PROVIDED ENTRIES:
//! # finsync-core
//!
//! Core types, traits, and abstractions for the finsync pipeline.
//!
//! This crate provides the foundational data structures and trait definitions
//! that other finsync crates depend on.

pub mod cron;
pub mod defaults;
pub mod environment;
pub mod error;
pub mod logging;
pub mod models;
pub mod traits;
pub mod transform;
pub mod uuid_utils;

// Re-export commonly used types at crate root
pub use cron::{daily_tag, six_hourly_expression, CronTag};
pub use environment::ExecutionEnvironment;
pub use error::{Error, ProviderErrorKind, Result};
pub use models::*;
pub use traits::*;
pub use transform::{dedup_key, embedding_text, transform_transaction};
pub use uuid_utils::new_v7;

ASSIGNMENT:
Retype, exactly and only, the lines running from the one with "pub use traits::*;" through the final line of the listing above.

RESULT BELOW:
pub use traits::*;
pub use transform::{dedup_key, embedding_text, transform_transaction};
pub use uuid_utils::new_v7;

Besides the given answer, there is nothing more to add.